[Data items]
- Opening Delimiter -

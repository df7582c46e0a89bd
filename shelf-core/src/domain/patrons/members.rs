use shelf_model::{LibraryId, Member, MemberId, NewMember};
use tracing::info;

use super::PatronService;
use crate::api_types::{MemberInput, MemberPatch};
use crate::domain::validation::{
    NAME_MAX_LEN, check_email, check_phone, invalid_pk, require_text,
};
use crate::error::{EntityKind, Result, ShelfError};

impl PatronService {
    pub async fn list_members(&self) -> Result<Vec<Member>> {
        self.uow.members.list_members().await
    }

    pub async fn get_member(&self, id: MemberId) -> Result<Member> {
        self.uow
            .members
            .get_member(id)
            .await?
            .ok_or(ShelfError::NotFound(EntityKind::Member))
    }

    pub async fn create_member(&self, input: MemberInput) -> Result<Member> {
        let member = NewMember {
            name: input.name,
            email: input.email,
            phone: input.phone,
            address: input.address,
            library_id: input.library,
            is_active: input.is_active,
        };
        self.validate(
            &member.name,
            &member.email,
            &member.phone,
            &member.address,
            member.library_id,
        )
        .await?;

        let member = self.uow.members.create_member(member).await?;
        info!(member_id = %member.id, library_id = %member.library_id, "member registered");
        Ok(member)
    }

    pub async fn update_member(
        &self,
        id: MemberId,
        input: MemberInput,
    ) -> Result<Member> {
        self.patch_member(id, input.into()).await
    }

    /// `membership_date` is fixed at registration and never patched.
    pub async fn patch_member(&self, id: MemberId, patch: MemberPatch) -> Result<Member> {
        let mut member = self.get_member(id).await?;

        if let Some(name) = patch.name {
            member.name = name;
        }
        if let Some(email) = patch.email {
            member.email = email;
        }
        if let Some(phone) = patch.phone {
            member.phone = phone;
        }
        if let Some(address) = patch.address {
            member.address = address;
        }
        if let Some(library) = patch.library {
            member.library_id = library;
        }
        if let Some(is_active) = patch.is_active {
            if member.is_active != is_active {
                info!(member_id = %id, is_active, "member activation changed");
            }
            member.is_active = is_active;
        }
        self.validate(
            &member.name,
            &member.email,
            &member.phone,
            &member.address,
            member.library_id,
        )
        .await?;

        self.uow.members.update_member(&member).await
    }

    /// Copies held by the member's active borrowings go back to their books.
    pub async fn delete_member(&self, id: MemberId) -> Result<()> {
        if self.uow.members.delete_member(id).await? {
            Ok(())
        } else {
            Err(ShelfError::NotFound(EntityKind::Member))
        }
    }

    async fn validate(
        &self,
        name: &str,
        email: &str,
        phone: &str,
        address: &str,
        library_id: LibraryId,
    ) -> Result<()> {
        require_text("name", name, NAME_MAX_LEN)?;
        check_email(email)?;
        check_phone(phone)?;
        require_text("address", address, usize::MAX)?;

        if self.uow.libraries.get_library(library_id).await?.is_none() {
            return Err(invalid_pk("library", library_id));
        }
        Ok(())
    }
}
//! Text search over the catalog and aggregate reporting.

use shelf_model::{Book, LibraryStatistics};
use tracing::debug;

use crate::application::AppUnitOfWork;
use crate::database::ports::borrowings::BorrowingFilter;
use crate::error::Result;

/// How many entries `most_borrowed_books` reports.
pub const MOST_BORROWED_LIMIT: usize = 5;

#[derive(Clone, Debug)]
pub struct DiscoveryService {
    uow: AppUnitOfWork,
}

impl DiscoveryService {
    pub fn new(uow: AppUnitOfWork) -> Self {
        Self { uow }
    }

    /// Books whose title, or any linked author or category name, contains
    /// `query` ignoring case. Each book once, ascending id. The query is
    /// matched as given, whitespace included; an empty query matches every
    /// book.
    pub async fn search_books(&self, query: &str) -> Result<Vec<Book>> {
        let books = self.uow.books.search_books(query).await?;
        debug!(query, hits = books.len(), "book search");
        Ok(books)
    }

    pub async fn statistics(&self) -> Result<LibraryStatistics> {
        let (
            total_books,
            total_members,
            active_borrowings,
            total_libraries,
            average_rating,
            most_borrowed_books,
        ) = tokio::try_join!(
            self.uow.books.count_books(),
            self.uow.members.count_members(),
            self.uow.borrowings.count_borrowings(BorrowingFilter::active()),
            self.uow.libraries.count_libraries(),
            self.uow.reviews.average_rating(),
            self.uow.books.most_borrowed_books(MOST_BORROWED_LIMIT),
        )?;

        Ok(LibraryStatistics {
            total_books,
            total_members,
            active_borrowings,
            total_libraries,
            average_rating,
            most_borrowed_books,
        })
    }
}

- Closing Delimiter -

Where does the word "LibraryStatistics" appear in the records? Copy every line that holds it.

use shelf_model::{Book, LibraryStatistics};
    pub async fn statistics(&self) -> Result<LibraryStatistics> {
        Ok(LibraryStatistics {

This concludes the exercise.